Plusieurs personnalités locales ont honoré l’événement de leur présence. Bidika était le seul candidat et il a été élu par la quasi totalité des voix recueillies dans la chefferie locale, réputée proche des milieux trafiquants.
Si la société du nord du Niger est plutôt tolérante sur les écarts de certains de ses leaders, les affaires de drogue ne sont pas habituellement associées publiquement aux responsabilités traditionnelles, malgré le pouvoir financier qu’elles confèrent à ceux qui les contrôlent.
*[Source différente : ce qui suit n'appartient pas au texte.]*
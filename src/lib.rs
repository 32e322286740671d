//! immich-autoupdate - scheduled updater for self-hosted Immich
//!
//! Runs from cron or a systemd timer next to a docker-compose Immich
//! deployment. Each run compares the latest upstream release with the version
//! the server reports and, if policy allows, pulls the new images, restarts
//! the stack, waits for the server to answer, and reports the result.
//!
//! # Architecture Overview
//!
//! ## Core Functionality
//! - [`cli`] - `run`, `check`, `validate` and `notify-test` commands
//! - [`config`] - `KEY=value` settings file parsed into an immutable [`config::Config`]
//! - [`upgrade`] - release check, update policy, compose orchestration, readiness wait
//! - [`notify`] - e-mail and Gotify notifications
//!
//! ## Supporting Modules
//! - [`core`] - error kinds and user-facing error reporting
//! - [`lock`] - PID marker preventing overlapping runs
//! - [`logging`] - stderr output and the timestamped run log
//! - [`utils`] - HTTP client, retry helper, termination signals
//! - [`version`] - release version comparison
//! - [`constants`] - defaults shared by the loader, the CLI and tests
//!
//! # Update Policy
//!
//! A release is installed only when all of the following hold:
//! 1. it was published at least `MIN_RELEASE_AGE_DAYS` days ago;
//! 2. its release notes do not mention a risk keyword such as
//!    "breaking change" (otherwise a high-priority notification asks for a
//!    manual update);
//! 3. it is newer than the running version.
//!
//! # Settings File
//!
//! ```text
//! IMMICH_API_KEY="..."
//! DOCKER_BIN="/usr/bin/docker"
//! IMMICH_DIR="/opt/immich"
//! IMMICH_HOST="http://localhost:2283"
//! NOTIFY_METHOD="gotify"
//! GOTIFY_URL="https://gotify.example.com"
//! GOTIFY_TOKEN="..."
//! ```

pub mod cli;
pub mod config;
pub mod constants;
pub mod core;
pub mod lock;
pub mod logging;
pub mod notify;
pub mod upgrade;
pub mod utils;
pub mod version;

#[cfg(any(test, feature = "test-utils"))]
pub mod test_utils;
Bidika avait eu les honneurs du rapport final, daté du 7 août 2020, du groupe d’experts nommé au titre de la résolution 2374 du Conseil de sécurité sur le Mali. Il y était présenté comme « un proche associé » de Cherif Ould Abidine, alias Cherif cocaïne, le parrain du Niger jusqu’à sa mort en 2016, à la veille du dernier meeting de la campagne pour la réélection de Mahamadou Issoufou, qu’il avait organisé à Agadez. Abidine était le président de la Fédération d’Agadez du Parti nigérien pour la démocratie et le socialisme au pouvoir. Selon le rapport, Bidika était chargé du transport de la drogue vers la Libye, où le cannabis change de mains avant d’être acheminé au Proche-Orient via l’Egypte. La mort d’Abidine a provoqué la fracture des réseaux de trafic de drogue au Niger et leur mise en concurrence.
En 2018, alors que Mohamed Bazoum était ministre de l’Intérieur, plusieurs saisies de drogue ont été opérées dans le contexte de rivalité des narcotrafiquants, probablement sur dénonciation. Le contre-espionnage nigérien avait été épinglé pour sa proximité avec certains d’entre eux.
Le 2 mars 2021, Bidika est tombé à son tour, après la saisie de 17 tonnes de résine de cannabis libanais, venu au Niger par Lomé. Jusque là, il transportait surtout du cannabis marocain. La drogue était dissimulée dans un camion citerne immatriculé au Bénin et censé contenir des hydrocarbures. L’Office central de répression du trafic illicite des stupéfiants (OCRTIS) avait interpellé et fait placer sous mandat de dépôt 13 personnes, 11 Nigériens – dont Bidika – et deux Algériens, poursuivis pour trafic international de drogue, blanchiment de capitaux et association de malfaiteurs. Mais Bidika, décidément vernis, avait été libéré en octobre de la même année pour un vice de procédure. Ancien guide, ancien rebelle, ancien fraudeur habitué des routes de la contrebande, Bidika accède donc désormais à la respectabilité.
En janvier 2022, c’est le maire socialiste de Fachi, une commune du Ténéré, qui avait été interpellé dans le cadre de la saisie d’une cargaison de 214 kg de cocaïne. Avec la chute du gouvernement Bazoum et la dislocation du parti socialiste, la guerre des narcotrafiquants ne devrait pas tarder à reprendre.